Note accordée au livre: 4 sur 5

Grand format
Inédit

Tout public

Prix: 14,5 €

Ken Bruen
Sanctuary - 2008
Traduit de l'anglais (Irlande) par Pierre Bondil
Paris : Gallimard, octobre 2010
200 p. ; 23 x 16 cm
ISBN 978-2-07-012576-0
Coll. "Série noire"

God save the Ken

Jack Taylor, détective privé de son état, reçoit une lettre étrange égrenant une courte liste de personnes qui ne tardent pas à mourir les unes après les autrs.

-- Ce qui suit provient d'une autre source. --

//! Config command handlers

use std::path::PathBuf;

use anyhow::{bail, Context, Result};

use shelf_core::{Config, Priority, Status};

use crate::commands::record::parse_choice;
use crate::output::{Output, OutputFormat};

const VALID_KEYS: &str = "data_dir, backend, store_path, viewer, log_file, \
                          defaults.author, defaults.category, defaults.published_year, \
                          defaults.language, defaults.status, defaults.priority";

/// Show current configuration
pub fn show(config_path: Option<&PathBuf>, output: &Output) -> Result<()> {
    let config =
        Config::load_with_cli_override(config_path).context("Failed to load configuration")?;

    match output.format {
        OutputFormat::Json => {
            println!(
                "{}",
                serde_json::json!({
                    "data_dir": config.data_dir,
                    "backend": config.backend.as_str(),
                    "store_path": config.store_path(),
                    "viewer": config.viewer,
                    "log_file": config.log_file,
                    "defaults": config.defaults,
                })
            );
        }
        OutputFormat::Quiet => {
            println!("{}", config.store_path().display());
        }
        OutputFormat::Human => {
            let effective_path = config_path
                .cloned()
                .unwrap_or_else(Config::config_file_path);
            let defaults = &config.defaults;
            println!("Configuration:");
            println!("  data_dir:   {}", config.data_dir.display());
            println!("  backend:    {}", config.backend);
            println!("  store_path: {}", config.store_path().display());
            println!(
                "  viewer:     {}",
                config.viewer.as_deref().unwrap_or("(system default)")
            );
            println!(
                "  log_file:   {}",
                config
                    .log_file
                    .as_ref()
                    .map(|p| p.display().to_string())
                    .unwrap_or_else(|| "(not set)".to_string())
            );
            println!();
            println!("Defaults for new records:");
            println!("  author:         {}", defaults.author);
            println!("  category:       {}", defaults.category);
            println!("  published_year: {}", defaults.published_year);
            println!("  language:       {}", defaults.language);
            println!("  status:         {}", defaults.status);
            println!("  priority:       {}", defaults.priority);
            println!();
            println!("Config file: {}", effective_path.display());
        }
    }

    Ok(())
}

/// Set a configuration value
pub fn set(
    key: String,
    value: String,
    config_path: Option<&PathBuf>,
    output: &Output,
) -> Result<()> {
    // Save to the CLI-specified path or default
    let save_path = config_path
        .cloned()
        .unwrap_or_else(Config::config_file_path);

    // SHELF_* overrides stay out of the file
    let mut config = Config::load_file_only(&save_path).context("Failed to load configuration")?;

    apply_setting(&mut config, &key, &value)?;

    config
        .save_to_path(&save_path)
        .context("Failed to save configuration")?;

    output.success(&format!("Set {} = {}", key, value));

    Ok(())
}

/// Apply one `key = value` pair to `config`
fn apply_setting(config: &mut Config, key: &str, value: &str) -> Result<()> {
    let unset = value.is_empty() || value == "none";

    match key {
        "data_dir" => config.data_dir = value.into(),
        "backend" => config.backend = value.parse()?,
        "store_path" => config.store_path = (!unset).then(|| value.into()),
        "viewer" => config.viewer = (!unset).then(|| value.to_string()),
        "log_file" => config.log_file = (!unset).then(|| value.into()),
        "defaults.author" => config.defaults.author = required(key, value)?,
        "defaults.category" => config.defaults.category = required(key, value)?,
        "defaults.published_year" => config.defaults.published_year = required(key, value)?,
        "defaults.language" => config.defaults.language = required(key, value)?,
        "defaults.status" => {
            config.defaults.status = parse_choice::<Status>(Some(value.to_string()))?
                .with_context(|| format!("{} needs a value", key))?;
        }
        "defaults.priority" => {
            config.defaults.priority = parse_choice::<Priority>(Some(value.to_string()))?
                .with_context(|| format!("{} needs a value", key))?;
        }
        _ => {
            bail!(
                "Unknown configuration key: '{}'\n\
                 Valid keys: {}",
                key,
                VALID_KEYS
            );
        }
    }
    Ok(())
}

fn required(key: &str, value: &str) -> Result<String> {
    let value = value.trim();
    if value.is_empty() {
        bail!("{} cannot be empty", key);
    }
    Ok(value.to_string())
}
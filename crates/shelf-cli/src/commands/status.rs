//! Status command handler

use anyhow::Result;

use shelf_core::Catalog;

use crate::output::{Output, OutputFormat};

/// Show status information
pub fn show(catalog: &Catalog, output: &Output) -> Result<()> {
    let store = catalog.store();
    let stats = catalog.stats()?;
    let size = std::fs::metadata(store.location())
        .map(|m| m.len())
        .unwrap_or(0);

    match output.format {
        OutputFormat::Json => {
            println!(
                "{}",
                serde_json::json!({
                    "backend": store.backend().as_str(),
                    "location": store.location(),
                    "exists": store.exists(),
                    "size": size,
                    "counts": {
                        "total": stats.total,
                        "by_status": stats.by_status,
                    }
                })
            );
        }
        OutputFormat::Quiet => {
            println!("{}", stats.total);
        }
        OutputFormat::Human => {
            println!("Shelf Status");
            println!("============");
            println!();
            println!("Storage:");
            println!("  Backend:  {}", store.backend());
            println!("  Location: {}", store.location().display());
            if store.exists() {
                println!("  Size:     {}", human_size(size));
            } else {
                println!("  Size:     (not created yet)");
            }
            println!();
            println!("Contents:");
            println!("  Records: {}", stats.total);
            for (status, count) in &stats.by_status {
                println!("    {:<11} {}", format!("{}:", status), count);
            }
        }
    }

    Ok(())
}

fn human_size(bytes: u64) -> String {
    const KB: u64 = 1024;
    const MB: u64 = KB * 1024;

    if bytes >= MB {
        format!("{:.1} MB", bytes as f64 / MB as f64)
    } else if bytes >= KB {
        format!("{:.1} KB", bytes as f64 / KB as f64)
    } else {
        format!("{} bytes", bytes)
    }
}

#[cfg(test)]
mod tests {
    use super::*;

    #[test]
    fn test_human_size() {
        assert_eq!(human_size(512), "512 bytes");
        assert_eq!(human_size(2048), "2.0 KB");
        assert_eq!(human_size(3 * 1024 * 1024), "3.0 MB");
    }
}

Pourquoi a-t-il reçu cette liste ? Quel mystère recèle-t-elle ? Entre ses démons personnels et la ville dont il semble connaître tous les habitants, Jack Taylor a bien du mouron à se faire.
Ken Bruen est à présent bien connu des amateurs pour ses deux séries policières noires mettant en scène la vie irlandaise et ses remous. Si l'une est plus centrée sur la figure du policier, En ce sanctuaire met en avant l'autre personnage récurrent de l'auteur : Jack Taykor. Digne fils de Marlowe, c'est un détective privé qui a érigé le cynisme en art de vivre, un cynisme qui cache mal son empathie naturelle avec le monde. Pour occulter tous ces faux-semblants qui empoisonnent sa vie, Jack Taylor se détruit par tous les moyens possibles : il use des alcools forts, qu'il ponctue de séances de désintoxication, histoire de reprendre encore plus fort ; il avale médicaments et drogues dures comme d'autres des pastilles Vichy ; il se met en délicatesse avec son ancien supérieur hiérarchique, resté dans la police et qui a les moyens de lui en faire voir de toutes les couleurs. Il cultive la rancune et le masochisme à un degré inégalé dans le roman noir. Dans ce volume, alors qu'il est censé faire ami-ami avec un policier, une fois que se sont arrangés certains malentendus, il le frappe sauvagement.
Centré sur le détective, l'intrigue n'est qu'un prétexte - ici, réussi - pour nous entraîner sur les pas du personnage central, dans sa longue dérive, décrite avec un soin extrême du détail, ne s'arrêtant pas seulement la joie alcoolique mais également et plus longuement sur ses lendemains. Le tueur mystérieux est dévoilé rapidement mais son ombre sinistre et secrète plane tout au long du roman comme le remords d'autres affaires irrésolues ou mal conclues. Des intrigues parallèles sont esquissées - la recherche d'un poney, la lutte avec le chef d'un groupe anti-homosexuel -, des personnages récurrents (un prêtre ancienne manière, une policière lesbienne) viennent faire un petit tour puis repartent dans l'anonymat de la ville.
En ce sanctuaire pousse dans ses conséquences les plus justes et noires le récit sombre du détective privé, privé de tout, dans sa ville, en proie à ses démons aussi grands que ceux qu'ils pourchassent ou que ceux qui gangrènent la ville entière.


On en parle : La Tête en noir n°148

Citation

Quand ma vision s'éclaircit et que la douleur s'atténua un peu entre mes jambes, je réussis à distinguer deux pourritures de flics, c'est aux godasses qu'on les reconnait ces enfoirés.